GBM data were further analyzed using DAPC implemented in the R package adegenet (33), following the procedures outlined in ref. 34. DAPC is a multivariate analysis method designed to identify between-group variation while neglecting within-group variation. We used this method to distill our multivariate MBD-seq dataset into single axes that maximized discrimination between natives from the two experimental sites (KK and OO samples). The result was a discriminant axis contrasting the GBM variation of the two native populations—with one pole designating native Keppel-like GBM patterns and the opposite pole designating native Orpheus-like patterns. The function was then applied to data from the transplanted samples, so that their positions along the discriminant axis described their similarity in GBM patterns to those of the contrasted native populations. It seems plausible that, due to either natural selection or plasticity, native corals would possess patterns optimal for their particular site. If this is true, then transplants with DAPC values closer to those of local corals would be expected to show improved fitness proxies (e.g., samples transplanted to Keppel with DAPC values closer to the “Keppel-like” pole of the discriminant axis would be expected to show higher fitness proxies and vice versa for samples transplanted to Orpheus). “DAPC similarity” values describing each transplant’s proximity along the discriminate axis to natives of its transplantation site (Fig. 4D) were computed by taking the absolute value of the difference between the transplants’ DAPC values and the mean value for natives of their respective transplant sites, converting these distances into z scores, and multiplying them by −1. The DAPC similarity value for sample X was

$$DAPC\hspace{0.17em}Similarit{y}_x=-1\times \left(\left|D_x\right|-\overline{D}\right)/\sigma ,$$

where, $D_x$ is its distance along the discriminant axis between sample X and the mean DAPC value for natives of its transplantation site, $\overline{D}$ is the mean absolute distance for all transplants, and σ is the SD of absolute distance for all transplants. Correlations of these values with fitness characteristics of transplanted fragments (Fig. 4E) were computed using the function envfit [R package vegan (32)].

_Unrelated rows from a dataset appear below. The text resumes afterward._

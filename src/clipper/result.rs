// Copyright 2025 Lars Brubaker
// License: MIT
//
// Ring cleanup and result building.

use super::outrec::OutRecIdx;
use super::Clipper;
use crate::arena::NONE;
use crate::geom::{pt2_is_between_pt1_and_pt3, slopes_equal3, Path, Paths};
use crate::polytree::PolyTree;

impl Clipper {
    /// Drops consecutive duplicate points from an open ring.
    pub(super) fn fixup_out_polyline(&mut self, rec: OutRecIdx) {
        let pts = &mut self.out_pts;
        let mut pp = self.out_recs[rec].pts;
        let mut last = pts[pp].prev;
        while pp != last {
            pp = pts[pp].next;
            let prev = pts[pp].prev;
            if pts[pp].pt == pts[prev].pt {
                if pp == last {
                    last = prev;
                }
                let next = pts[pp].next;
                pts[prev].next = next;
                pts[next].prev = prev;
                pp = prev;
            }
        }
        if pp == pts[pp].prev {
            self.out_recs[rec].pts = NONE;
        }
    }

    /// Removes duplicate points and collinear vertices (keeping collinear
    /// pass-through vertices when asked). Rings that collapse below three
    /// points are emptied.
    pub(super) fn fixup_out_polygon(&mut self, rec: OutRecIdx) {
        let preserve = self.options.preserve_collinear || self.options.strictly_simple;
        let full = self.use_full_range();
        let pts = &mut self.out_pts;
        let mut last_ok = NONE;
        self.out_recs[rec].bottom_pt = NONE;
        let mut pp = self.out_recs[rec].pts;
        loop {
            let (prev, next) = (pts[pp].prev, pts[pp].next);
            if prev == pp || prev == next {
                self.out_recs[rec].pts = NONE;
                return;
            }
            let (a, b, c) = (pts[prev].pt, pts[pp].pt, pts[next].pt);
            if b == c || b == a || (slopes_equal3(a, b, c, full) && (!preserve || !pt2_is_between_pt1_and_pt3(a, b, c))) {
                last_ok = NONE;
                pts[prev].next = next;
                pts[next].prev = prev;
                pp = prev;
            } else if pp == last_ok {
                break;
            } else {
                if last_ok == NONE {
                    last_ok = pp;
                }
                pp = next;
            }
        }
        self.out_recs[rec].pts = pp;
    }

    /// Points a record's first_left at its nearest live ancestor of the
    /// opposite hole state.
    fn fix_hole_linkage(&mut self, rec: OutRecIdx) {
        let (first_left, is_hole) = (self.out_recs[rec].first_left, self.out_recs[rec].is_hole);
        if first_left == NONE {
            return;
        }
        let fl = &self.out_recs[first_left];
        if is_hole != fl.is_hole && fl.pts != NONE {
            return;
        }
        let mut orfl = first_left;
        while orfl != NONE && (self.out_recs[orfl].is_hole == is_hole || self.out_recs[orfl].pts == NONE) {
            orfl = self.out_recs[orfl].first_left;
        }
        self.out_recs[rec].first_left = orfl;
    }

    fn contour_of(&self, rec: OutRecIdx, cnt: usize) -> Path {
        let mut path = Vec::with_capacity(cnt);
        let mut pp = self.out_pts[self.out_recs[rec].pts].prev;
        for _ in 0..cnt {
            path.push(self.out_pts[pp].pt);
            pp = self.out_pts[pp].prev;
        }
        path
    }

    pub(super) fn build_result(&self) -> Paths {
        let mut paths = Vec::with_capacity(self.out_recs.len());
        for r in self.out_recs.handles() {
            let rec = &self.out_recs[r];
            let cnt = self.point_count(rec.pts);
            if cnt < 2 || (!rec.is_open && cnt < 3) {
                continue;
            }
            paths.push(self.contour_of(r, cnt));
        }
        paths
    }

    pub(super) fn build_result_tree(&mut self) -> PolyTree {
        let mut tree = PolyTree::new();

        for r in self.out_recs.handles() {
            let rec = &self.out_recs[r];
            let cnt = self.point_count(rec.pts);
            if (rec.is_open && cnt < 2) || (!rec.is_open && cnt < 3) {
                continue;
            }
            let is_open = rec.is_open;
            self.fix_hole_linkage(r);
            let node = tree.add_node(self.contour_of(r, cnt), is_open);
            self.out_recs[r].node = Some(node);
        }

        for r in self.out_recs.handles() {
            let rec = &self.out_recs[r];
            let Some(node) = rec.node else {
                continue;
            };
            let parent = if rec.is_open || rec.first_left == NONE {
                None
            } else {
                self.out_recs[rec.first_left].node
            };
            tree.attach(parent, node);
        }
        tree
    }
}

Data and Scripts Availability.

TagSeq, MBD-seq, and amplicon-bisulfite sequencing datasets are available through the NCBI Short Read Archive (project accession no. SRP049522). Scripts and traits data are available in a GitHub repository (https://github.com/z0on/coral_GBM_RecipTrans).

Other Methods.

SI Appendix, Supplementary Methods includes details of the transplantation experiment, fitness proxy measurements, annotation of repeated elements in the genome, MBD-seq read processing, validation of MBD-seq data with bisulfite sequencing of selected genes, analysis of genetic differentiation between populations, and determination of dominant Symbiodinium clades based on MBD-seq data.